The three very different moons seen here provide targets of great interest
for planetary scientists studying the Saturn system. Captured here by
Cassini, along with the rings, are Tethys at upper right, Enceladus below
center and Janus at lower left.
Researchers study the orbital dance of Janus (181 kilometers, or 113 miles
across) with Epimetheus, tectonics and cratering on Tethys (1,071
kilometers, or 665 miles across) and geyser activity on Enceladus (505
kilometers, or 314 miles across). And these are only a few of the wonders
that await exploration in the realm of the ringed planet.

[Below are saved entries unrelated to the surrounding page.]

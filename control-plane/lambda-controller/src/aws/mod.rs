//! The Lambda control plane as seen by the reconciler.
//!
//! [`LambdaApi`] is the capability boundary: one method per AWS operation,
//! typed inputs and outputs, and a typed [`AwsError`]. Two backends exist:
//! [`memory::InMemoryLambda`] and, behind the `aws-sdk` feature,
//! `sdk::SdkLambda`.

use std::collections::BTreeMap;

use async_trait::async_trait;

pub mod arn;
pub mod error;
pub mod memory;
pub mod model;
pub mod policy;
#[cfg(feature = "aws-sdk")]
pub mod sdk;

pub use error::{AwsError, AwsErrorKind, AwsResultExt};
pub use memory::InMemoryLambda;
pub use model::*;

/// Qualifier that addresses the unpublished function.
pub const LATEST: &str = "$LATEST";

#[async_trait]
pub trait LambdaApi: Send + Sync {
    // Functions
    async fn create_function(
        &self,
        input: CreateFunctionInput,
    ) -> Result<FunctionConfiguration, AwsError>;
    async fn get_function(
        &self,
        function_name: &str,
    ) -> Result<FunctionDescription, AwsError>;
    async fn get_function_configuration(
        &self,
        function_name: &str,
        qualifier: Option<&str>,
    ) -> Result<FunctionConfiguration, AwsError>;
    async fn update_function_configuration(
        &self,
        input: UpdateFunctionConfigurationInput,
    ) -> Result<FunctionConfiguration, AwsError>;
    async fn update_function_code(
        &self,
        input: UpdateFunctionCodeInput,
    ) -> Result<FunctionConfiguration, AwsError>;
    /// With a qualifier, deletes only that published version.
    async fn delete_function(
        &self,
        function_name: &str,
        qualifier: Option<&str>,
    ) -> Result<(), AwsError>;
    async fn publish_version(
        &self,
        input: PublishVersionInput,
    ) -> Result<FunctionConfiguration, AwsError>;

    // Reserved concurrency
    async fn get_function_concurrency(
        &self,
        function_name: &str,
    ) -> Result<Option<i32>, AwsError>;
    async fn put_function_concurrency(
        &self,
        function_name: &str,
        reserved: i32,
    ) -> Result<(), AwsError>;
    async fn delete_function_concurrency(
        &self,
        function_name: &str,
    ) -> Result<(), AwsError>;

    // Code signing attachment
    async fn get_function_code_signing_config(
        &self,
        function_name: &str,
    ) -> Result<Option<String>, AwsError>;
    async fn put_function_code_signing_config(
        &self,
        function_name: &str,
        code_signing_config_arn: &str,
    ) -> Result<(), AwsError>;
    async fn delete_function_code_signing_config(
        &self,
        function_name: &str,
    ) -> Result<(), AwsError>;

    // Tags
    async fn tag_resource(
        &self,
        resource_arn: &str,
        tags: BTreeMap<String, String>,
    ) -> Result<(), AwsError>;
    async fn untag_resource(
        &self,
        resource_arn: &str,
        keys: Vec<String>,
    ) -> Result<(), AwsError>;

    // Asynchronous invocation config
    async fn get_function_event_invoke_config(
        &self,
        function_name: &str,
        qualifier: Option<&str>,
    ) -> Result<EventInvokeConfig, AwsError>;
    async fn put_function_event_invoke_config(
        &self,
        function_name: &str,
        qualifier: Option<&str>,
        config: EventInvokeConfig,
    ) -> Result<(), AwsError>;
    async fn delete_function_event_invoke_config(
        &self,
        function_name: &str,
        qualifier: Option<&str>,
    ) -> Result<(), AwsError>;

    // Aliases
    async fn create_alias(
        &self,
        input: AliasInput,
    ) -> Result<AliasConfiguration, AwsError>;
    async fn get_alias(
        &self,
        function_name: &str,
        name: &str,
    ) -> Result<AliasConfiguration, AwsError>;
    async fn update_alias(
        &self,
        input: AliasInput,
    ) -> Result<AliasConfiguration, AwsError>;
    async fn delete_alias(
        &self,
        function_name: &str,
        name: &str,
    ) -> Result<(), AwsError>;

    // Provisioned concurrency
    async fn get_provisioned_concurrency_config(
        &self,
        function_name: &str,
        qualifier: &str,
    ) -> Result<ProvisionedConcurrency, AwsError>;
    async fn put_provisioned_concurrency_config(
        &self,
        function_name: &str,
        qualifier: &str,
        requested: i32,
    ) -> Result<ProvisionedConcurrency, AwsError>;
    async fn delete_provisioned_concurrency_config(
        &self,
        function_name: &str,
        qualifier: &str,
    ) -> Result<(), AwsError>;

    // Resource-based policy
    /// The raw policy document; `ResourceNotFoundException` when empty.
    async fn get_policy(
        &self,
        function_name: &str,
        qualifier: Option<&str>,
    ) -> Result<String, AwsError>;
    async fn add_permission(
        &self,
        function_name: &str,
        qualifier: Option<&str>,
        permission: Permission,
    ) -> Result<(), AwsError>;
    async fn remove_permission(
        &self,
        function_name: &str,
        qualifier: Option<&str>,
        statement_id: &str,
    ) -> Result<(), AwsError>;

    // Event source mappings
    async fn create_event_source_mapping(
        &self,
        input: EventSourceMappingInput,
    ) -> Result<EventSourceMappingConfiguration, AwsError>;
    async fn get_event_source_mapping(
        &self,
        uuid: &str,
    ) -> Result<EventSourceMappingConfiguration, AwsError>;
    async fn update_event_source_mapping(
        &self,
        input: EventSourceMappingInput,
    ) -> Result<EventSourceMappingConfiguration, AwsError>;
    async fn delete_event_source_mapping(
        &self,
        uuid: &str,
    ) -> Result<EventSourceMappingConfiguration, AwsError>;

    // Code signing configs
    async fn create_code_signing_config(
        &self,
        input: CodeSigningConfigInput,
    ) -> Result<CodeSigningConfigDescription, AwsError>;
    async fn get_code_signing_config(
        &self,
        arn: &str,
    ) -> Result<CodeSigningConfigDescription, AwsError>;
    async fn update_code_signing_config(
        &self,
        arn: &str,
        input: CodeSigningConfigInput,
    ) -> Result<CodeSigningConfigDescription, AwsError>;
    async fn delete_code_signing_config(&self, arn: &str)
    -> Result<(), AwsError>;

    // Function URLs
    async fn create_function_url_config(
        &self,
        input: FunctionUrlConfigInput,
    ) -> Result<FunctionUrlConfig, AwsError>;
    async fn get_function_url_config(
        &self,
        function_name: &str,
        qualifier: Option<&str>,
    ) -> Result<FunctionUrlConfig, AwsError>;
    async fn update_function_url_config(
        &self,
        input: FunctionUrlConfigInput,
    ) -> Result<FunctionUrlConfig, AwsError>;
    async fn delete_function_url_config(
        &self,
        function_name: &str,
        qualifier: Option<&str>,
    ) -> Result<(), AwsError>;

    // Layers
    async fn publish_layer_version(
        &self,
        input: PublishLayerVersionInput,
    ) -> Result<LayerVersionDescription, AwsError>;
    async fn get_layer_version(
        &self,
        layer_name: &str,
        version: i64,
    ) -> Result<LayerVersionDescription, AwsError>;
    /// Every version of the layer, newest first, across all pages.
    async fn list_layer_versions(
        &self,
        layer_name: &str,
    ) -> Result<Vec<LayerVersionDescription>, AwsError>;
    async fn delete_layer_version(
        &self,
        layer_name: &str,
        version: i64,
    ) -> Result<(), AwsError>;
}
//! Per-kind knowledge: how to resolve a spec, read the AWS resource, diff
//! the two into ordered operations, apply them, and project AWS state back
//! into status. The generic engine in `controller::reconcile` drives these.

use std::fmt::Debug;
use std::future::Future;
use std::time::Duration;

use async_trait::async_trait;

use crate::aws::{AwsError, LambdaApi};
use crate::config::TimingConfig;
use crate::controller::ReconcileErr;
use crate::controller::references::ReferenceResolver;
use crate::crd::{AckResource, ManagedFields};
use crate::retry::{RetryConfig, retry_with_backoff};

pub mod alias;
pub mod code_signing_config;
pub mod delta;
pub mod event_invoke;
pub mod event_source_mapping;
pub mod function;
pub mod function_url_config;
pub mod layer_version;
pub mod version;

pub use alias::AliasManager;
pub use code_signing_config::CodeSigningConfigManager;
pub use event_source_mapping::EventSourceMappingManager;
pub use function::FunctionManager;
pub use function_url_config::FunctionUrlConfigManager;
pub use layer_version::LayerVersionManager;
pub use version::VersionManager;

pub type KindStatus<K> = <K as AckResource>::Status;

/// Everything a manager needs to talk to AWS during one reconcile.
#[derive(Clone, Copy)]
pub struct AwsCtx<'a> {
    pub api: &'a dyn LambdaApi,
    pub retry: &'a RetryConfig,
    pub timing: &'a TimingConfig,
    pub region: &'a str,
    pub account_id: &'a str,
}

impl AwsCtx<'_> {
    /// Run one AWS call, absorbing throttling and service errors.
    pub async fn call<T, F, Fut>(&self, op: &str, f: F) -> Result<T, AwsError>
    where
        F: FnMut() -> Fut,
        Fut: Future<Output = Result<T, AwsError>>,
    {
        retry_with_backoff(self.retry, op, AwsError::is_retryable, f).await
    }
}

/// What the engine should do after a batch of operations was applied.
#[derive(Clone, Copy, Debug, PartialEq, Eq)]
pub enum Applied {
    /// Read the resource again and keep going.
    Continue,
    /// Stop here and come back later.
    Requeue(Duration),
}

#[async_trait]
pub trait ResourceManager: Send + Sync + 'static {
    type Kind: AckResource;
    /// The spec with every reference replaced by a concrete identifier.
    type Desired: Clone + Debug + Send + Sync;
    type Observed: Clone + Debug + Send + Sync;
    type Op: Clone + Debug + Send + Sync;

    async fn resolve(
        &self,
        obj: &Self::Kind,
        refs: &ReferenceResolver,
    ) -> Result<Self::Desired, ReconcileErr>;

    /// Identity to delete with when references no longer resolve, taken
    /// from what status recorded at creation. `None` when nothing was
    /// ever created.
    fn desired_from_status(&self, obj: &Self::Kind) -> Option<Self::Desired>;

    fn has_references(&self, obj: &Self::Kind) -> bool;

    /// AWS errors that no retry can fix for this kind. Everything else,
    /// including validation codes AWS also returns while IAM changes
    /// propagate, is retried.
    fn terminal_aws_error(&self, _err: &AwsError) -> bool {
        false
    }

    /// Reject spec combinations AWS would refuse, before any call is made.
    fn validate(&self, _desired: &Self::Desired) -> Result<(), ReconcileErr> {
        Ok(())
    }

    async fn read(
        &self,
        aws: &AwsCtx<'_>,
        desired: &Self::Desired,
        status: &KindStatus<Self::Kind>,
    ) -> Result<Option<Self::Observed>, ReconcileErr>;

    /// Create the resource, record its identifiers in `status`, and return
    /// its ARN.
    async fn create(
        &self,
        aws: &AwsCtx<'_>,
        desired: &Self::Desired,
        status: &mut KindStatus<Self::Kind>,
    ) -> Result<Option<String>, ReconcileErr>;

    /// How long to wait when AWS reports a transitional state.
    fn requeue_hint(
        &self,
        _observed: &Self::Observed,
        _timing: &TimingConfig,
    ) -> Option<(Duration, String)> {
        None
    }

    /// Ordered operations that move `observed` towards `desired`.
    /// `managed` lists spec fields the controller owns, including ones the
    /// user just removed.
    fn plan(
        &self,
        desired: &Self::Desired,
        observed: &Self::Observed,
        managed: &ManagedFields,
    ) -> Vec<Self::Op>;

    async fn apply(
        &self,
        aws: &AwsCtx<'_>,
        desired: &Self::Desired,
        observed: &Self::Observed,
        ops: Vec<Self::Op>,
        status: &mut KindStatus<Self::Kind>,
    ) -> Result<Applied, ReconcileErr>;

    async fn delete(
        &self,
        aws: &AwsCtx<'_>,
        desired: &Self::Desired,
        status: &KindStatus<Self::Kind>,
    ) -> Result<(), ReconcileErr>;

    /// True once AWS no longer reports the resource.
    async fn is_gone(
        &self,
        aws: &AwsCtx<'_>,
        desired: &Self::Desired,
        status: &KindStatus<Self::Kind>,
    ) -> Result<bool, ReconcileErr> {
        Ok(self.read(aws, desired, status).await?.is_none())
    }

    fn project(&self, observed: &Self::Observed, status: &mut KindStatus<Self::Kind>);

    fn arn(&self, observed: &Self::Observed) -> Option<String>;
}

The image was taken in visible light with the Cassini spacecraft
narrow-angle camera on March 16, 2006, at a distance of approximately 2.4
million kilometers (1.5 million miles) from Tethys, 1.9 million kilometers
(1.2 million miles) from Enceladus and 2.2 million kilometers (1.4 million
miles) from Janus. The image scale is 14 kilometers (9 miles) per pixel on
Tethys, 11 kilometers (7 miles) per pixel on Enceladus and 13 kilometers
(8 miles) per pixel on Epimetheus.
The Cassini-Huygens mission is a cooperative project of NASA, the European
Space Agency and the Italian Space Agency. The Jet Propulsion Laboratory,
a division of the California Institute of Technology in Pasadena, manages
the mission for NASA's Science Mission Directorate, Washington, D.C. The
Cassini orbiter and its two onboard cameras were designed, developed and
assembled at JPL. The imaging operations center is based at the Space
Science Institute in Boulder, Colo.
For more information about the Cassini-Huygens mission visit
http://saturn.jpl.nasa.gov/home/index.cfm. The Cassini imaging team
homepage is at http://ciclops.org.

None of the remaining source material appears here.